Já naquela época Angola era um mosaico cultural emaranhado, impossível não existir contacto entre as culturas e etnias. Cada cultura foi bebendo da outra, envenenando-se e por vezes entrando em conflitos, num território, só uma cultura pode predominar, ela age de uma maneira ciumenta e possessiva sobre aqueles que a têm. Preconceitos etnico-culturais entre os elementos do mosaico cultural. Guerra de/entre etnias, algo que se consta até aos presentes dias.

Seria sensato adoptar ideologias culturais de uma cultura que despreza a nossa? Seria uma espécie de traição ao que é nosso? Mas, e se, apesar disso, essas ideologias forem positivas para a ascenção da sociedade? Seriam sacrifícios necessários?
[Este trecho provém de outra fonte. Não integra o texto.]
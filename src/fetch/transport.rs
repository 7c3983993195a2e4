use async_trait::async_trait;
use reqwest::Url;
use tracing::debug;

use super::{HttpClient, fetch_bytes};
use crate::error::FeedError;
use crate::parser::{NodeTree, parse_document};

/// One GET against the feed, normalized into a [`NodeTree`].
///
/// Implementations do not retry; the feed client owns retry and timeout
/// policy.
#[async_trait]
pub trait FeedTransport: Send + Sync {
    async fn fetch(&self, url: &Url) -> Result<NodeTree, FeedError>;
}

pub struct HttpTransport<C> {
    client: C,
}

impl<C: HttpClient> HttpTransport<C> {
    pub fn new(client: C) -> Self {
        Self { client }
    }
}

#[async_trait]
impl<C: HttpClient> FeedTransport for HttpTransport<C> {
    async fn fetch(&self, url: &Url) -> Result<NodeTree, FeedError> {
        debug!(url = %url, "Fetching feed document");
        let body = fetch_bytes(&self.client, url.as_str()).await?;
        parse_document(&body)
    }
}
É possível quebrar os paradigmas culturais? As vezes eles ficam confinados ao passado do povo que, com certeza, têm grande importância na história e constituição do mesmo, porém, estar preso a isso pode ser um factor limitante.

Existirá uma esperança de mudança? Que os povos e culturas aliem-se e desenvolvam-se juntos, não em guerra uns contra os outros, mas juntos contra os conflitos sociais que se sobrepõem as sociedades ao longo dos tempos.

A interacção intercultural é um dos factores que contribui para o desenvolvimento extensivo das sociedades na partilha de ideologias e qualidades inerentes a uma cultura, contudo, não se pode negar que esse intercâmbio, causa, em muitas instâncias, conflitos pesados e difíceis de serem solucionados. O facto é: o choque cultural é até hoje um factor difícil de lidar e conciliar. Apesar de bebermos um pouco de cada cultura só podemos ser fiéis a uma? Qual seria?

Ester Diahoha nasceu em 31 de Maio de 2003 em Luanda. Terminou o Ensino Médio em Ciências Físicas e Biológicas no Complexo Escolar Teresiano de Viana em 2020. Actualmente, é estudante do 3° ano do Ensino do Português e Línguas Nacionais na Universidade Jean Piaget de Angola.

Participou, em 2022, da formação de Escrita Criativa e Comentário Literário organizada pela VPA e dirigida pelo escritor, professor e crítico literário Hélder Simbad. Trabalha com a escrita, análise literária, revisão e correcção de livros. É membro do Círculo de Estudos Literários e Linguísticos Litteragris.